Starting with the first line of the data that follows, transcribe every line verbatim until the line containing "let filter = EnvFilter::try_from_default_env()" has been transcribed.

-------------------------

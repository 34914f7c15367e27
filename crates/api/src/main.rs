//! SupportDesk API server

use std::sync::Arc;

use anyhow::Context;
use tracing_subscriber::{layer::SubscriberExt, util::SubscriberInitExt, EnvFilter};

use supportdesk_api::{
    auth::JwtManager,
    config::BroadcastBackend,
    routes::create_router,
    store::{postgres::create_pool, PgStore, RecordStore},
    websocket::{BroadcastBus, LocalBus, RedisBus},
    AppState, Config,
};

fn init_tracing() {
    let filter = EnvFilter::try_from_default_env()
        .unwrap_or_else(|_| EnvFilter::new("supportdesk_api=info,tower_http=info"));

    let json = std::env::var("LOG_FORMAT").map(|v| v == "json").unwrap_or(false);
    if json {
        tracing_subscriber::registry()
            .with(filter)
            .with(tracing_subscriber::fmt::layer().json())
            .init();
    } else {
        tracing_subscriber::registry()
            .with(filter)
            .with(tracing_subscriber::fmt::layer())
            .init();
    }
}

#[tokio::main]
async fn main() -> anyhow::Result<()> {
    dotenvy::dotenv().ok();
    init_tracing();

    let config = Config::from_env().context("Failed to load configuration")?;

    let pool = create_pool(&config.database_url, config.database_max_connections)
        .await
        .context("Failed to connect to database")?;
    let pg = PgStore::new(pool);
    pg.migrate().await.context("Failed to run migrations")?;
    let store: Arc<dyn RecordStore> = Arc::new(pg);

    let bus: Arc<dyn BroadcastBus> = match config.broadcast_backend {
        BroadcastBackend::Memory => Arc::new(LocalBus::new()),
        BroadcastBackend::Redis => Arc::new(
            RedisBus::connect(&config.redis_url)
                .await
                .context("Failed to connect to Redis")?,
        ),
    };
    tracing::info!(backend = ?config.broadcast_backend, "Broadcast bus ready");

    let jwt = JwtManager::new(&config.jwt_secret, config.jwt_expiry_hours);
    let state = AppState::new(store, bus, jwt);
    let app = create_router(state);

    let listener = tokio::net::TcpListener::bind(&config.bind_address)
        .await
        .with_context(|| format!("Failed to bind {}", config.bind_address))?;
    tracing::info!(address = %config.bind_address, "SupportDesk API listening");

    axum::serve(listener, app)
        .with_graceful_shutdown(shutdown_signal())
        .await
        .context("Server error")?;

    Ok(())
}

async fn shutdown_signal() {
    if let Err(e) = tokio::signal::ctrl_c().await {
        tracing::error!(error = %e, "Failed to listen for shutdown signal");
        return;
    }
    tracing::info!("Shutdown signal received");
}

-------------------------

• [RESULT OF THIS TASK]
repository 34914f7c15367e27
filename crates/api/src/main.rs
//! SupportDesk API server

use std::sync::Arc;

use anyhow::Context;
use tracing_subscriber::{layer::SubscriberExt, util::SubscriberInitExt, EnvFilter};

use supportdesk_api::{
    auth::JwtManager,
    config::BroadcastBackend,
    routes::create_router,
    store::{postgres::create_pool, PgStore, RecordStore},
    websocket::{BroadcastBus, LocalBus, RedisBus},
    AppState, Config,
};

fn init_tracing() {
    let filter = EnvFilter::try_from_default_env()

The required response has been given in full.